This model can be saved as an ".stl" file and exported directly to shapeways.

Shapeways: Simple Pendulum Time Helices

Edward's Curve

As recently announced on seqfans, it's relatively easy to apply polar coordinates in an analysis of the Edward's Curve ( Cf. Edwards & Bernstein & Lange ), and this approach readily yields a simple exact form for the "time dependence" of the addition rules. First we calculate a radius function for the genus-one solution:

Edwards = x^2 + y^2 - (1 + d x^2 y^2);
r[\[Phi]_] :=  Sqrt[(1 - Sqrt[1 - d Sin[2 \[Phi]]^2]) 2  Csc[2 \[Phi]]^2/d]
r[\[Phi]]

r expression

And check this:

TrigReduce[ Edwards /. {x -> r[\[Phi]] Cos[\[Phi]], y -> r[\[Phi]] Sin[\[Phi]]}]

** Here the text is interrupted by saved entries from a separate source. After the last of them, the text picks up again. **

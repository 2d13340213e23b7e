use std::path::PathBuf;

use clap::Args;
use eyre::{Context, Result};
use suigen_core::{File, FileRules, WriteResult};
use suigen_manifest::SuigenToml;

#[derive(Args)]
pub struct InitCommand {
    /// Directory to create suigen.toml in
    #[arg(default_value = ".")]
    pub dir: PathBuf,
}

impl InitCommand {
    pub fn run(&self) -> Result<()> {
        let path = self.dir.join("suigen.toml");
        let result = Self::write_template(&path)?;

        match result {
            WriteResult::Written => {
                println!("Created {}", path.display());
                println!();
                println!("Next steps:");
                println!("  add packages under [packages]");
                println!("  save each package's normalized modules to schemas/<name>.json");
                println!("  suigen generate");
            }
            WriteResult::Skipped => println!("{} already exists", path.display()),
        }

        Ok(())
    }

    fn write_template(path: &std::path::Path) -> Result<WriteResult> {
        File::new(path, SuigenToml::template())
            .with_rules(FileRules::create_once())
            .write()
            .wrap_err_with(|| format!("Failed to write {}", path.display()))
    }
}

Yields Zero, as necessary. TrigReduce can be replaced by a set of replacement rules. Next we write the addition rule in the form of a tangent function,

Tan\[Phi]3[\[Phi]1_, 0] := Tan[\[Phi]1]
Tan\[Phi]3[\[Phi]1_, \[Phi]2_] :=  Tan[\[Phi]1 + \[Phi]2] (1 - d z)/(1 + d z) /. 
  z -> r[\[Phi]1]^2 r[\[Phi]2]^2 Cos[\[Phi]1] Sin[\[Phi]1] Cos[\[Phi]2] Sin[\[Phi]2]

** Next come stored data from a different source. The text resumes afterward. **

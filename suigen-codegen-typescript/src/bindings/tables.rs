//! Metadata for keyed tables referenced by struct fields.
//!
//! Table contents live off-object on chain, so the generated interfaces only
//! carry a handle. This collector documents each distinct `Table<K, V>`
//! instantiation and declares the fetch capability the caller supplies.

use indexmap::IndexMap;
use suigen_codegen::{CodeFragment, TypeMapper};
use suigen_ir::{Package, SchemaType};

use crate::{
    ast::TypeAlias,
    code_file::Section,
    naming,
    type_mapper::{KnownStruct, TsType, TypeScriptTypeMapper},
};

/// First field that referenced a distinct table instantiation.
#[derive(Debug, Clone, PartialEq, Eq)]
pub struct TableUsage {
    pub key: TsType,
    pub value: TsType,
    pub module: String,
    pub struct_name: String,
    pub field: String,
}

impl TableUsage {
    /// Dedup key built from the rendered key and value types.
    pub fn dedup_key(&self) -> String {
        format!("{}_{}", self.key, self.value)
    }

    /// Key type usable as a `Record` key.
    fn record_key(&self) -> TsType {
        match self.key {
            TsType::Uint8Array => TsType::String,
            ref key => key.clone(),
        }
    }

    fn doc(&self, fetcher: &str) -> CodeFragment {
        CodeFragment::doc_block([
            format!("Table<{}, {}> metadata", self.key, self.value),
            String::new(),
            format!("Base type: {}", TsType::IdHandle),
            format!("Resolved type: Record<{}, {}>", self.record_key(), self.value),
            format!(
                "First seen: {}::{}.{}",
                self.module, self.struct_name, self.field
            ),
            String::new(),
            "Usage:".to_string(),
            "1. Read the table handle from the base type".to_string(),
            format!("2. Fetch the table contents by handle with a {}", fetcher),
            "3. Merge the contents into the resolved type".to_string(),
            String::new(),
            "Example:".to_string(),
            format!("  const tableId = data.{}.id;", self.field),
            "  const contents = await fetchTableContents(tableId);".to_string(),
            format!("  const resolved = {{ ...data, {}: contents }};", self.field),
        ])
    }
}

/// Collect distinct table instantiations in first-seen order.
pub fn collect_tables(package: &Package) -> Vec<TableUsage> {
    let mut seen: IndexMap<String, TableUsage> = IndexMap::new();

    for (module, struct_name, def) in package.structs() {
        for field in &def.fields {
            let SchemaType::Struct(tag) = &field.ty else {
                continue;
            };
            let KnownStruct::Table { key, value } = KnownStruct::classify(tag) else {
                continue;
            };

            let usage = TableUsage {
                key: TypeScriptTypeMapper.map_type(key),
                value: TypeScriptTypeMapper.map_type(value),
                module: module.to_string(),
                struct_name: struct_name.to_string(),
                field: field.name.clone(),
            };
            seen.entry(usage.dedup_key()).or_insert(usage);
        }
    }

    seen.into_values().collect()
}

/// `export type {Package}TableContentsFetcher = (tableId: string) => Promise<unknown>;`
pub fn fetcher_type(package: &str) -> TypeAlias {
    TypeAlias::new(
        naming::fetcher_type_name(package),
        "(tableId: string) => Promise<unknown>",
    )
    .doc("Fetches the contents of an on-chain table by its handle")
}

/// The table metadata section, or `None` when no field references a table.
pub fn table_metadata(package_name: &str, tables: &[TableUsage]) -> Option<Section> {
    if tables.is_empty() {
        return None;
    }

    let fetcher = naming::fetcher_type_name(package_name);
    let section = tables
        .iter()
        .fold(Section::new("Table types metadata"), |section, usage| {
            section.item(usage.doc(&fetcher))
        })
        .item(fetcher_type(package_name));

    Some(section)
}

And calculate the derivative

\[Phi]dot = Times[
  Normal@Series[ Tan\[Phi]3[\[Phi],   \[Omega]dt], {\[Omega]dt, 0, 1}] -  Tan\[Phi]3[\[Phi], 0],
  Cos[\[Phi]]^2/\[Omega]dt  ]
d\[Phi]/TrigReduce[Expand[\[Phi]dot]]

The closed form result is ,

$$\omega \; dt = \frac{d\phi}{\sqrt{1-d \sin^2(2\phi)}} = \frac{d\phi}{\sqrt{1-4 \;d \big( \sin(\phi)\cos(\phi)\big)^2}} .$$

Clearly the complete elliptic integral of the first kind is given by any integral of the form

$$K(d) \propto \frac{1}{2\pi} \int_{0}^{2\pi} \frac{d\phi}{\sqrt{1-d \sin^2(n\;\phi)}}, $$

with integer $n$. As is well known the pendulum has $n=1$, and we see here that Edward's curve has $n=2$, proving the two systems are isoperiodic. Let's now exploit the square symmetry of Edward's curve by making a quadruple-helix, 3D-printable Model.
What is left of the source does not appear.